Your instructions:
Make an exact copy of the lines below.

[Stored records]
┌────────

use crate::heuristic::HeuristicKind;
use crate::novelty::{FeatureConfig, MAX_NOVELTY_WIDTH};
use crate::solver::{Budget, SolverKind, MAX_G_WEIGHT};

use anyhow::{anyhow, ensure};
use clap::Parser;
use serde::{Deserialize, Serialize};
use std::time::Duration;

#[derive(Parser, Debug, Default)]
#[command(
    name = "Width planner",
    about = "Classical planning with relaxed-plan heuristics and width-based search.",
    version = "1.0"
)]
pub struct Cli {
    #[arg(long, help = "Path to the YAML config file")]
    pub config: Option<String>,

    #[arg(long, help = "Path to the grounded problem YAML file")]
    pub problem_path: Option<String>,

    #[arg(long, help = "Path to the JSON plan report")]
    pub output_path: Option<String>,

    #[arg(long, value_enum, help = "Search algorithm to use")]
    pub solver: Option<SolverKind>,

    #[arg(long, value_enum, help = "Heuristic for best-first search and BFWS")]
    pub heuristic: Option<HeuristicKind>,

    #[arg(long, help = "Largest novelty width")]
    pub max_width: Option<usize>,

    #[arg(long, help = "Add one novelty feature per goal condition")]
    pub goal_features: bool,

    #[arg(long, help = "Add one novelty feature per action applicability")]
    pub action_features: bool,

    #[arg(long, help = "BFWS: partition novelty by unsatisfied goal count")]
    pub partition_novelty: bool,

    #[arg(long, help = "Best-first: reopen closed states reached on a cheaper path")]
    pub reopen: bool,

    #[arg(long, help = "Best-first: weight of the path cost, 0 for greedy search")]
    pub g_weight: Option<usize>,

    #[arg(long, help = "Time limit in seconds")]
    pub time_limit_secs: Option<u64>,

    #[arg(long, help = "Expansion limit")]
    pub max_expansions: Option<usize>,

    #[arg(long = "log", help = "Tracing filter, e.g. `info` or `width_planner=debug`")]
    pub log_filter: Option<String>,
}

#[derive(Debug, Clone, PartialEq, Serialize, Deserialize)]
#[serde(default, deny_unknown_fields)]
pub struct Config {
    pub problem_path: String,
    pub output_path: Option<String>,
    pub solver: SolverKind,
    pub heuristic: HeuristicKind,
    pub max_width: usize,
    pub features: FeatureConfig,
    pub partition_novelty: bool,
    pub reopen: bool,
    pub g_weight: usize,
    pub time_limit_secs: Option<u64>,
    pub max_expansions: Option<usize>,
    pub log_filter: String,
}

impl Default for Config {
    fn default() -> Self {
        Config {
            problem_path: "problems/delivery.yaml".to_string(),
            output_path: None,
            solver: SolverKind::Bfws,
            heuristic: HeuristicKind::Hff,
            max_width: 2,
            features: FeatureConfig::default(),
            partition_novelty: false,
            reopen: false,
            g_weight: 1,
            time_limit_secs: None,
            max_expansions: None,
            log_filter: "info".to_string(),
        }
    }
}

impl Config {
    pub fn from_yaml_str(yaml: &str) -> anyhow::Result<Self> {
        let config: Config = serde_yaml::from_str(yaml)?;
        config.validate()?;
        Ok(config)
    }

    /// Command line flags take precedence over the config file.
    pub fn override_from_command_line(mut self, cli: &Cli) -> anyhow::Result<Self> {
        if let Some(problem_path) = &cli.problem_path {
            self.problem_path = problem_path.clone();
        }
        if let Some(output_path) = &cli.output_path {
            self.output_path = Some(output_path.clone());
        }
        if let Some(solver) = cli.solver {
            self.solver = solver;
        }
        if let Some(heuristic) = cli.heuristic {
            self.heuristic = heuristic;
        }
        if let Some(max_width) = cli.max_width {
            self.max_width = max_width;
        }
        self.features.goal_conditions |= cli.goal_features;
        self.features.applicable_actions |= cli.action_features;
        self.partition_novelty |= cli.partition_novelty;
        self.reopen |= cli.reopen;
        if let Some(g_weight) = cli.g_weight {
            self.g_weight = g_weight;
        }
        if cli.time_limit_secs.is_some() {
            self.time_limit_secs = cli.time_limit_secs;
        }
        if cli.max_expansions.is_some() {
            self.max_expansions = cli.max_expansions;
        }
        if let Some(log_filter) = &cli.log_filter {
            self.log_filter = log_filter.clone();
        }
        self.validate()?;
        Ok(self)
    }

    pub fn validate(&self) -> anyhow::Result<()> {
        ensure!(!self.problem_path.is_empty(), "problem path must not be empty");

        if matches!(self.solver, SolverKind::Iw | SolverKind::Bfws)
            && !(1..=MAX_NOVELTY_WIDTH).contains(&self.max_width)
        {
            return Err(anyhow!(
                "Max width must be between 1 and {MAX_NOVELTY_WIDTH}, got {}",
                self.max_width
            ));
        }

        if self.partition_novelty && self.solver != SolverKind::Bfws {
            return Err(anyhow!(
                "Novelty partitioning only applies to bfws, got {:?}",
                self.solver
            ));
        }

        if self.g_weight > MAX_G_WEIGHT {
            return Err(anyhow!(
                "G weight must be at most {MAX_G_WEIGHT}, got {}",
                self.g_weight
            ));
        }

        if self.time_limit_secs == Some(0) {
            return Err(anyhow!("Time limit must be positive"));
        }
        if self.max_expansions == Some(0) {
            return Err(anyhow!("Expansion limit must be positive"));
        }
        Ok(())
    }

    pub fn budget(&self) -> Budget {
        Budget {
            time_limit: self.time_limit_secs.map(Duration::from_secs),
            max_expansions: self.max_expansions,
        }
    }
}
pub mod common;
pub mod config;
pub mod heuristic;
pub mod novelty;
pub mod problem;
pub mod report;
pub mod solver;
pub mod stat;
pub mod yaml;

#[cfg(test)]
mod test_utils;
mod atom;
mod index;
mod state;

pub use atom::{Atom, Tuple};
pub use index::TupleIndex;
pub use state::State;

pub type VariableIdx = usize;
pub type ObjectIdx = i32;
pub type SymbolIdx = usize;
pub type ActionIdx = usize;
pub type TupleIdx = usize;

└────────

Exercise response:
use crate::heuristic::HeuristicKind;
use crate::novelty::{FeatureConfig, MAX_NOVELTY_WIDTH};
use crate::solver::{Budget, SolverKind, MAX_G_WEIGHT};

use anyhow::{anyhow, ensure};
use clap::Parser;
use serde::{Deserialize, Serialize};
use std::time::Duration;

#[derive(Parser, Debug, Default)]
#[command(
    name = "Width planner",
    about = "Classical planning with relaxed-plan heuristics and width-based search.",
    version = "1.0"
)]
pub struct Cli {
    #[arg(long, help = "Path to the YAML config file")]
    pub config: Option<String>,

    #[arg(long, help = "Path to the grounded problem YAML file")]
    pub problem_path: Option<String>,

    #[arg(long, help = "Path to the JSON plan report")]
    pub output_path: Option<String>,

    #[arg(long, value_enum, help = "Search algorithm to use")]
    pub solver: Option<SolverKind>,

    #[arg(long, value_enum, help = "Heuristic for best-first search and BFWS")]
    pub heuristic: Option<HeuristicKind>,

    #[arg(long, help = "Largest novelty width")]
    pub max_width: Option<usize>,

    #[arg(long, help = "Add one novelty feature per goal condition")]
    pub goal_features: bool,

    #[arg(long, help = "Add one novelty feature per action applicability")]
    pub action_features: bool,

    #[arg(long, help = "BFWS: partition novelty by unsatisfied goal count")]
    pub partition_novelty: bool,

    #[arg(long, help = "Best-first: reopen closed states reached on a cheaper path")]
    pub reopen: bool,

    #[arg(long, help = "Best-first: weight of the path cost, 0 for greedy search")]
    pub g_weight: Option<usize>,

    #[arg(long, help = "Time limit in seconds")]
    pub time_limit_secs: Option<u64>,

    #[arg(long, help = "Expansion limit")]
    pub max_expansions: Option<usize>,

    #[arg(long = "log", help = "Tracing filter, e.g. `info` or `width_planner=debug`")]
    pub log_filter: Option<String>,
}

#[derive(Debug, Clone, PartialEq, Serialize, Deserialize)]
#[serde(default, deny_unknown_fields)]
pub struct Config {
    pub problem_path: String,
    pub output_path: Option<String>,
    pub solver: SolverKind,
    pub heuristic: HeuristicKind,
    pub max_width: usize,
    pub features: FeatureConfig,
    pub partition_novelty: bool,
    pub reopen: bool,
    pub g_weight: usize,
    pub time_limit_secs: Option<u64>,
    pub max_expansions: Option<usize>,
    pub log_filter: String,
}

impl Default for Config {
    fn default() -> Self {
        Config {
            problem_path: "problems/delivery.yaml".to_string(),
            output_path: None,
            solver: SolverKind::Bfws,
            heuristic: HeuristicKind::Hff,
            max_width: 2,
            features: FeatureConfig::default(),
            partition_novelty: false,
            reopen: false,
            g_weight: 1,
            time_limit_secs: None,
            max_expansions: None,
            log_filter: "info".to_string(),
        }
    }
}

impl Config {
    pub fn from_yaml_str(yaml: &str) -> anyhow::Result<Self> {
        let config: Config = serde_yaml::from_str(yaml)?;
        config.validate()?;
        Ok(config)
    }

    /// Command line flags take precedence over the config file.
    pub fn override_from_command_line(mut self, cli: &Cli) -> anyhow::Result<Self> {
        if let Some(problem_path) = &cli.problem_path {
            self.problem_path = problem_path.clone();
        }
        if let Some(output_path) = &cli.output_path {
            self.output_path = Some(output_path.clone());
        }
        if let Some(solver) = cli.solver {
            self.solver = solver;
        }
        if let Some(heuristic) = cli.heuristic {
            self.heuristic = heuristic;
        }
        if let Some(max_width) = cli.max_width {
            self.max_width = max_width;
        }
        self.features.goal_conditions |= cli.goal_features;
        self.features.applicable_actions |= cli.action_features;
        self.partition_novelty |= cli.partition_novelty;
        self.reopen |= cli.reopen;
        if let Some(g_weight) = cli.g_weight {
            self.g_weight = g_weight;
        }
        if cli.time_limit_secs.is_some() {
            self.time_limit_secs = cli.time_limit_secs;
        }
        if cli.max_expansions.is_some() {
            self.max_expansions = cli.max_expansions;
        }
        if let Some(log_filter) = &cli.log_filter {
            self.log_filter = log_filter.clone();
        }
        self.validate()?;
        Ok(self)
    }

    pub fn validate(&self) -> anyhow::Result<()> {
        ensure!(!self.problem_path.is_empty(), "problem path must not be empty");

        if matches!(self.solver, SolverKind::Iw | SolverKind::Bfws)
            && !(1..=MAX_NOVELTY_WIDTH).contains(&self.max_width)
        {
            return Err(anyhow!(
                "Max width must be between 1 and {MAX_NOVELTY_WIDTH}, got {}",
                self.max_width
            ));
        }

        if self.partition_novelty && self.solver != SolverKind::Bfws {
            return Err(anyhow!(
                "Novelty partitioning only applies to bfws, got {:?}",
                self.solver
            ));
        }

        if self.g_weight > MAX_G_WEIGHT {
            return Err(anyhow!(
                "G weight must be at most {MAX_G_WEIGHT}, got {}",
                self.g_weight
            ));
        }

        if self.time_limit_secs == Some(0) {
            return Err(anyhow!("Time limit must be positive"));
        }
        if self.max_expansions == Some(0) {
            return Err(anyhow!("Expansion limit must be positive"));
        }
        Ok(())
    }

    pub fn budget(&self) -> Budget {
        Budget {
            time_limit: self.time_limit_secs.map(Duration::from_secs),
            max_expansions: self.max_expansions,
        }
    }
}
pub mod common;
pub mod config;
pub mod heuristic;
pub mod novelty;
pub mod problem;
pub mod report;
pub mod solver;
pub mod stat;
pub mod yaml;

#[cfg(test)]
mod test_utils;
mod atom;
mod index;
mod state;

pub use atom::{Atom, Tuple};
pub use index::TupleIndex;
pub use state::State;

pub type VariableIdx = usize;
pub type ObjectIdx = i32;
pub type SymbolIdx = usize;
pub type ActionIdx = usize;
pub type TupleIdx = usize;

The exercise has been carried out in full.